Canadian mathematician

John Robert Hendricks (September 4, 1929 – July 7, 2007) was a Canadian amateur mathematician notable for his work in magic squares and hypercubes. He published many articles in the Journal of Recreational Mathematics as well as other mathematics-related journals.

==Early life, education and career==
Hendricks was born in Regina, Saskatchewan, in 1929, moving with his family to Vancouver, British Columbia, at an early age.

He attended the University of British Columbia and graduated with a B.A. in mathematics.

He began his career as a meteorology instructor in the NATO flight training program, and was subsequently employed for 33 years by the Canadian Meteorological Service, until his retirement in Winnipeg, Manitoba, in 1984.

Hendricks volunteered for groups including the Monarchist League of Canada and the Manitoba Provincial Council, Duke of Edinburgh's Award in Canada. He received the Canada 125 medal for his volunteer work.

==Amateur mathematician==
When he was 13, Hendricks started collecting magic squares. As his interest in mathematics grew, so did his love of magic squares, and cubes.

His interest in magic squares led to higher dimensions: magic cubes, tesseracts, etc. He developed a new diagram for the four-dimensional tesseract. This was published in 1962 when he showed constructions of four-, five-, and six-dimensional magic hypercubes of order three. He later was the first to publish diagrams of all 58 magic tesseracts of order 3.

Hendricks was also an authority on the design of inlaid magic squares and cubes (and in 1999, a magic tesseract). Following his retirement, he gave many public lectures on magic squares and cubes in schools and in-service teacher's conventions in Canada and the northern United States. He also developed a course on magic squares and cubes which he conducted for seven years at Acadia Junior High School in Winnipeg.

==Later years==
In April 1996, Hendricks and his wife Celia moved to Victoria, British Columbia. By this time, he was suffering from Parkinson's disease that meant he had difficulty walking or writing. He purchased a personal computer to help with his self-published work on magic hypercubes, which until this point he had carried out using only a programmable calculator.

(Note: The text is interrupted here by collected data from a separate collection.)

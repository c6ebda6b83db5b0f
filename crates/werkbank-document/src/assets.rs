// SPDX-License-Identifier: PMPL-1.0-or-later
// Copyright (c) 2026 Jonathan D.A. Jewell (hyperpolymath) <jonathan.jewell@open.ac.uk>
//
// Asset copy: copy uploaded illustrations into the public asset directory
// under their task names.

use std::path::PathBuf;

use tracing::{info, instrument, warn};
use werkbank_core::config::AssetsConfig;
use werkbank_core::error::Result;
use werkbank_core::{AssetMapping, CopyEntry, CopyOutcome, CopyReport};

/// Copies each mapping's `src` (under `source_dir`) to `dest` (under `dest_dir`).
pub struct AssetCopier {
    source_dir: PathBuf,
    dest_dir: PathBuf,
    mappings: Vec<AssetMapping>,
}

impl AssetCopier {
    pub fn new(
        source_dir: impl Into<PathBuf>,
        dest_dir: impl Into<PathBuf>,
        mappings: Vec<AssetMapping>,
    ) -> Self {
        Self {
            source_dir: source_dir.into(),
            dest_dir: dest_dir.into(),
            mappings,
        }
    }

    pub fn from_config(config: &AssetsConfig) -> Self {
        Self::new(&config.source_dir, &config.dest_dir, config.mappings.clone())
    }

    /// Copy every mapping in order.
    ///
    /// Creating the destination directory is the only fatal step; individual
    /// copy failures are recorded and the batch carries on.
    #[instrument(skip(self), fields(mappings = self.mappings.len(), dest = %self.dest_dir.display()))]
    pub fn run(&self) -> Result<CopyReport> {
        std::fs::create_dir_all(&self.dest_dir)?;

        let mut report = CopyReport::default();
        for mapping in &self.mappings {
            let src = self.source_dir.join(&mapping.src);
            let dest = self.dest_dir.join(&mapping.dest);
            let outcome = match std::fs::copy(&src, &dest) {
                Ok(bytes) => CopyOutcome::Copied { bytes },
                Err(err) => {
                    warn!(src = %src.display(), %err, "Copy failed");
                    CopyOutcome::Failed {
                        error: err.to_string(),
                    }
                }
            };
            report.entries.push(CopyEntry { src, dest, outcome });
        }

        info!(
            copied = report.copied(),
            total = report.entries.len(),
            "Asset copy finished"
        );
        Ok(report)
    }
}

Despite his deteriorating health, Hendricks continued his work with magic hypercubes, achieving during this time: the first perfect magic tesseract (order 16), in April 1999; the first order 32 perfect magic tesseract; the first inlaid magic tesseract (order 6 with inlaid order 3) in October 1999; and the first bimagic cube (order 25), June 2000.

In 2004, Hendricks was unable to continue with his mathematical work due to ill health. He died in Victoria in 2007, aged 77.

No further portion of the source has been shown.